[Stored items]
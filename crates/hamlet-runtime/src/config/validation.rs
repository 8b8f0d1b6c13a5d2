//! Configuration validation utilities.

use super::error::{ConfigError, ConfigResult};
use super::schema::{HamletConfig, LlmConfig, LogOutput, PluginsConfig};
use hamlet_framework::ResponderSettings;

/// Validates the entire configuration.
pub fn validate_config(config: &HamletConfig) -> ConfigResult<()> {
    if config.logging.output == LogOutput::File && config.logging.file_path.is_none() {
        return Err(ConfigError::invalid(
            "logging.output is \"file\" but logging.file_path is not set",
        ));
    }
    validate_plugins(&config.plugins)?;
    validate_responder(&config.responder)?;
    validate_llm(&config.llm)?;

    if config.platform.token_env.trim().is_empty() {
        return Err(ConfigError::invalid("platform.token_env must not be empty"));
    }
    if config.platform.event_queue == 0 {
        return Err(ConfigError::invalid(
            "platform.event_queue must be greater than 0",
        ));
    }
    Ok(())
}

fn validate_plugins(plugins: &PluginsConfig) -> ConfigResult<()> {
    if plugins.extension.trim_start_matches('.').is_empty() {
        return Err(ConfigError::invalid("plugins.extension must not be empty"));
    }
    if plugins.handler_timeout_secs == Some(0) {
        return Err(ConfigError::invalid(
            "plugins.handler_timeout_secs must be greater than 0",
        ));
    }
    Ok(())
}

fn validate_responder(responder: &ResponderSettings) -> ConfigResult<()> {
    if responder.trigger_phrase.is_empty() {
        return Err(ConfigError::invalid(
            "responder.trigger_phrase must not be empty",
        ));
    }
    Ok(())
}

fn validate_llm(llm: &LlmConfig) -> ConfigResult<()> {
    if llm.model.trim().is_empty() {
        return Err(ConfigError::invalid("llm.model must not be empty"));
    }
    if llm.timeout_secs == 0 {
        return Err(ConfigError::invalid(
            "llm.timeout_secs must be greater than 0",
        ));
    }
    if !["http://", "https://"]
        .iter()
        .any(|scheme| llm.base_url.starts_with(scheme))
    {
        return Err(ConfigError::invalid(format!(
            "llm.base_url must start with http:// or https://, got {:?}",
            llm.base_url
        )));
    }
    if llm.api_key_env.trim().is_empty() {
        return Err(ConfigError::invalid("llm.api_key_env must not be empty"));
    }
    Ok(())
}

→ **Exercise instructions**
Output all of the data exactly as given.

→ **Worked solution**
filename crates/hamlet-runtime/src/config/validation.rs
repository 8b8f0d1b6c13a5d2
//! Configuration validation utilities.

use super::error::{ConfigError, ConfigResult};
use super::schema::{HamletConfig, LlmConfig, LogOutput, PluginsConfig};
use hamlet_framework::ResponderSettings;

/// Validates the entire configuration.
pub fn validate_config(config: &HamletConfig) -> ConfigResult<()> {
    if config.logging.output == LogOutput::File && config.logging.file_path.is_none() {
        return Err(ConfigError::invalid(
            "logging.output is \"file\" but logging.file_path is not set",
        ));
    }
    validate_plugins(&config.plugins)?;
    validate_responder(&config.responder)?;
    validate_llm(&config.llm)?;

    if config.platform.token_env.trim().is_empty() {
        return Err(ConfigError::invalid("platform.token_env must not be empty"));
    }
    if config.platform.event_queue == 0 {
        return Err(ConfigError::invalid(
            "platform.event_queue must be greater than 0",
        ));
    }
    Ok(())
}

fn validate_plugins(plugins: &PluginsConfig) -> ConfigResult<()> {
    if plugins.extension.trim_start_matches('.').is_empty() {
        return Err(ConfigError::invalid("plugins.extension must not be empty"));
    }
    if plugins.handler_timeout_secs == Some(0) {
        return Err(ConfigError::invalid(
            "plugins.handler_timeout_secs must be greater than 0",
        ));
    }
    Ok(())
}

fn validate_responder(responder: &ResponderSettings) -> ConfigResult<()> {
    if responder.trigger_phrase.is_empty() {
        return Err(ConfigError::invalid(
            "responder.trigger_phrase must not be empty",
        ));
    }
    Ok(())
}

fn validate_llm(llm: &LlmConfig) -> ConfigResult<()> {
    if llm.model.trim().is_empty() {
        return Err(ConfigError::invalid("llm.model must not be empty"));
    }
    if llm.timeout_secs == 0 {
        return Err(ConfigError::invalid(
            "llm.timeout_secs must be greater than 0",
        ));
    }
    if !["http://", "https://"]
        .iter()
        .any(|scheme| llm.base_url.starts_with(scheme))
    {
        return Err(ConfigError::invalid(format!(
            "llm.base_url must start with http:// or https://, got {:?}",
            llm.base_url
        )));
    }
    if llm.api_key_env.trim().is_empty() {
        return Err(ConfigError::invalid("llm.api_key_env must not be empty"));
    }
    Ok(())
}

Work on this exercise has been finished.